Crucially, the amended statute dictates that the usual maximum penalty “shall be increased” to the greater of $100,000 or 50 percent of the account. § 5321(a)(5)(C)(i) (emphasis added). Congress used the imperative, “shall,” rather than the permissive, “may.” Therefore, the amendment did not merely allow for a higher “ceiling” on penalties while allowing the Treasury Secretary to regulate under that ceiling at his discretion. Rather, Congress raised the new ceiling itself, and in so doing, removed the Treasury Secretary’s discretion to regulate any other maximum.

The result is that the court did not cap the FBAR penalty at $100,000.

It is not clear how other courts would decide this issue.  Can taxpayers rely on the existing regulation or is the regulation invalid?

Evidence of Willfulness

We have previously written about the difficulty in determining what conduct is willful (you can read that FBAR post here).  In this case, the court focused on the credibility of the taxpayer as a witness:

The Court cannot believe that this long string of “inaccurate” statements — to the IRS and to the Court, in tax documents, oral statements, letters, pleadings, and testimony at trial — is due entirely to happenstance, and is the fault of everyone involved but Ms. Norman. Because of her false statements and because her memory of every other issue is so uncertain, the Court does not find Ms. Norman’s testimony credible, and the Court therefore cannot rely on her testimony, when she claims that she did not know of her duty to report her foreign income until 2009 and she tried to apply to the OVDP when she learned of it.

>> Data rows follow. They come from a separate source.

//! # Zammad Integration Module
//!
//! Zammad trigger webhooks send the full ticket object without saying what
//! happened, so the action is inferred from the payload instead of read
//! from it. The inference is an ordered rule table: the first matching
//! predicate wins, and the order is load-bearing (see
//! [`CLASSIFICATION_RULES`]).
//!
//! Unlike GitHub, the payload is self-contained, so the prep step is a
//! purely local computation that records the classification result on the
//! webhook for replay-safe parsing.

use crate::store::Webhook;
use chrono::{DateTime, Utc};
use serde::{Deserialize, Serialize};

/// Ticket deep-link template; the ticket id is appended.
const TICKET_URL_BASE: &str = "https://servicedesk.europython.eu/#ticket/zoom/";

// ============================================================================
// Errors
// ============================================================================

/// Errors from Zammad webhook classification and parsing.
#[derive(Debug, thiserror::Error)]
pub enum ZammadError {
    /// Payload does not match the expected ticket/article shape.
    #[error("Malformed Zammad payload: {0}")]
    MalformedPayload(#[from] serde_json::Error),

    /// No classification rule matched. The rules are exhaustive over the
    /// payload shapes Zammad produces, so hitting this is a defect signal,
    /// not a retry candidate.
    #[error("Unsupported scenario")]
    UnsupportedScenario,

    /// Parsing was attempted before the prep step recorded its result.
    #[error("Webhook is not prepped yet; run prep_zammad_webhook first")]
    NotReady,

    /// Prep result on the record is missing an expected field.
    #[error("Missing field in prepped webhook: {field}")]
    MissingField { field: String },
}

// ============================================================================
// Payload Models
// ============================================================================

#[derive(Debug, Clone, PartialEq, Eq, Serialize, Deserialize)]
pub struct ZammadGroup {
    pub id: i64,
    pub name: String,
}

#[derive(Debug, Clone, PartialEq, Eq, Serialize, Deserialize)]
pub struct ZammadUser {
    pub firstname: String,
    pub lastname: String,
}

/// The ticket object. Always present in a trigger webhook.
#[derive(Debug, Clone, PartialEq, Serialize, Deserialize)]
pub struct ZammadTicket {
    pub id: i64,
    pub group: ZammadGroup,
    pub title: String,
    pub owner: ZammadUser,
    pub state: String,
    pub number: String,
    pub customer: ZammadUser,
    pub created_at: DateTime<Utc>,
    pub updated_at: DateTime<Utc>,
    pub updated_by: ZammadUser,
    pub article_ids: Vec<i64>,
}

/// The newest article, when the triggering change produced one. A pure
/// state change (for example closing a ticket) carries no article.
#[derive(Debug, Clone, PartialEq, Serialize, Deserialize)]
pub struct ZammadArticle {
    pub sender: String,
    pub internal: bool,
    pub ticket_id: i64,
    pub created_at: DateTime<Utc>,
    pub created_by: ZammadUser,
    pub subject: String,
}

/// A decoded trigger webhook payload.
#[derive(Debug, Clone, PartialEq, Serialize, Deserialize)]
pub struct ZammadEvent {
    pub ticket: ZammadTicket,
    pub article: Option<ZammadArticle>,
}

impl ZammadEvent {
    /// Decode the raw webhook content.
    pub fn from_content(content: &serde_json::Value) -> Result<Self, ZammadError> {
        Ok(serde_json::from_value(content.clone())?)
    }

    /// Deep link to the ticket in the service desk UI.
    pub fn ticket_url(&self) -> String {
        format!("{}{}", TICKET_URL_BASE, self.ticket.id)
    }

    /// First name of whoever made the change, used as the message sender.
    pub fn updated_by(&self) -> &str {
        &self.ticket.updated_by.firstname
    }

    /// Group name, used as the routing key.
    pub fn group(&self) -> &str {
        &self.ticket.group.name
    }
}

// ============================================================================
// Action Classification
// ============================================================================

/// What happened to the ticket, as inferred from the payload.
#[derive(Debug, Clone, Copy, PartialEq, Eq, Hash, Serialize, Deserialize)]
#[serde(rename_all = "snake_case")]
pub enum TicketAction {
    NewTicketCreated,
    NewInternalNote,
    NewMessageInThread,
    RepliedInThread,
    UpdatedTicket,
}

impl TicketAction {
    /// Stable tag stored in `webhook.event` and `webhook.extra`.
    pub fn as_str(&self) -> &'static str {
        match self {
            Self::NewTicketCreated => "new_ticket_created",
            Self::NewInternalNote => "new_internal_note",
            Self::NewMessageInThread => "new_message_in_thread",
            Self::RepliedInThread => "replied_in_thread",
            Self::UpdatedTicket => "updated_ticket",
        }
    }

    /// The verb phrase used in the rendered message.
    pub fn verb(&self) -> &'static str {
        match self {
            Self::NewTicketCreated => "created new ticket",
            Self::NewInternalNote => "created internal note",
            Self::NewMessageInThread => "sent a new message",
            Self::RepliedInThread => "replied to a ticket",
            Self::UpdatedTicket => "updated ticket",
        }
    }
}

impl std::fmt::Display for TicketAction {
    fn fmt(&self, f: &mut std::fmt::Formatter<'_>) -> std::fmt::Result {
        f.write_str(self.as_str())
    }
}

type Predicate = fn(&ZammadEvent) -> bool;

/// Ordered classification rules; the first matching predicate wins.
///
/// The order encodes a deliberate ambiguity: a customer's first message
/// both creates the ticket and would match the customer-sender rule, but
/// rule 1 fires first because the ticket has exactly one article id at
/// that moment. The same message arriving later in the thread (more
/// article ids) falls through to the sender rules.
pub const CLASSIFICATION_RULES: &[(Predicate, TicketAction)] = &[
    (has_first_article, TicketAction::NewTicketCreated),
    (has_internal_note, TicketAction::NewInternalNote),
    (has_customer_message, TicketAction::NewMessageInThread),
    (has_agent_reply, TicketAction::RepliedInThread),
    (has_no_article, TicketAction::UpdatedTicket),
];

fn has_first_article(event: &ZammadEvent) -> bool {
    event.article.is_some() && event.ticket.article_ids.len() == 1
}

fn has_internal_note(event: &ZammadEvent) -> bool {
    event.article.as_ref().is_some_and(|a| a.internal)
}

fn has_customer_message(event: &ZammadEvent) -> bool {
    event.article.as_ref().is_some_and(|a| a.sender == "Customer")
}

fn has_agent_reply(event: &ZammadEvent) -> bool {
    event.article.as_ref().is_some_and(|a| a.sender == "Agent")
}

fn has_no_article(event: &ZammadEvent) -> bool {
    event.article.is_none()
}

/// Classify a decoded event into a [`TicketAction`].
///
/// # Errors
///
/// [`ZammadError::UnsupportedScenario`] when no rule matches. The rules
/// are exhaustive over article presence and the sender values Zammad
/// emits, so this path should be unreachable; it exists to turn a silent
/// misclassification into a loud failure.
pub fn classify(event: &ZammadEvent) -> Result<TicketAction, ZammadError> {
    CLASSIFICATION_RULES
        .iter()
        .find(|(predicate, _)| predicate(event))
        .map(|(_, action)| *action)
        .ok_or(ZammadError::UnsupportedScenario)
}

// ============================================================================
// Rendering and Prep
// ============================================================================

/// Render the notification text for a classified event.
pub fn render_message(event: &ZammadEvent, action: TicketAction) -> String {
    format!(
        "{}: {} {} {}",
        event.group(),
        event.updated_by(),
        action.verb(),
        event.ticket_url(),
    )
}

/// Classify the webhook and record the result for later pickup.
///
/// Sets `webhook.event` to the action tag and `webhook.extra` to
/// `{group, sender, action, message}`. Analogous to GitHub enrichment but
/// synchronous and local, because the Zammad payload is self-contained.
/// The caller persists the mutated record.
pub fn prep_zammad_webhook(webhook: &mut Webhook) -> Result<(), ZammadError> {
    let event = ZammadEvent::from_content(&webhook.content)?;
    let action = classify(&event)?;
    let message = render_message(&event, action);

    webhook.event = action.as_str().to_string();
    webhook.extra = serde_json::json!({
        "group": event.group(),
        "sender": event.updated_by(),
        "action": action.as_str(),
        "message": message,
    });
    Ok(())
}

/// The prep result as the pipeline consumes it: rendered message text plus
/// the group routing key.
#[derive(Debug, Clone, PartialEq, Eq)]
pub struct ZammadNotification {
    pub group: String,
    pub message: String,
}

/// Read the prep result back off a webhook.
///
/// # Errors
///
/// [`ZammadError::NotReady`] when `extra` is still empty — the caller must
/// run [`prep_zammad_webhook`] first.
pub fn parse_zammad_webhook(webhook: &Webhook) -> Result<ZammadNotification, ZammadError> {
    if !webhook.is_enriched() {
        return Err(ZammadError::NotReady);
    }

    let group = webhook
        .extra
        .get("group")
        .and_then(|v| v.as_str())
        .ok_or_else(|| ZammadError::MissingField {
            field: "group".to_string(),
        })?
        .to_string();

    let message = webhook
        .extra
        .get("message")
        .and_then(|v| v.as_str())
        .ok_or_else(|| ZammadError::MissingField {
            field: "message".to_string(),
        })?
        .to_string();

    Ok(ZammadNotification { group, message })
}

#[cfg(test)]
#[path = "zammad_tests.rs"]
mod tests;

It then turned to the evidence:

Ms. Norman signed documents to open a numbered bank account — which, by definition, concealed her income and financial information — with Union Bank Switzerland (“UBS”) in 1999, as the only accountholder. Trial Tr. 43:12-50:2; see also Def. Exs. 1-4. Ms. Norman further concealed her financial information from U.S. authorities by signing to waive her right to invest in U.S. securities in 2000. Trial Tr. 50:14 (acknowledging her signature); Def. Ex. 5-1 (“I am aware of the new tax regulations.7”). Dieter Lutolf, a UBS representative, executed a similar agreement on Ms. Norman’s behalf in 2003, Def. Ex. 6-1, five days after Ms. Norman had a phone call with the bank, Def. Ex. 28-1, and again in 2005, Def. Ex. 6-2, two weeks after Ms. Norman had an in-person visit with a bank representative. Def. Ex. 28-1.

Based on this, the court concluded that Ms. Norman failed to file FBARs willfully.

Those litigating FBAR cases that have a question about willfulness will no doubt be very interested in this case.  This case makes it clear that the taxpayer’s credibility is critical when it comes to questions of willfulness.  The strategy of only recalling helpful facts to the exclusion of any and all harmful facts may not be an effective strategy.  This is particularly true when there is some evidence that establishes the harmful facts.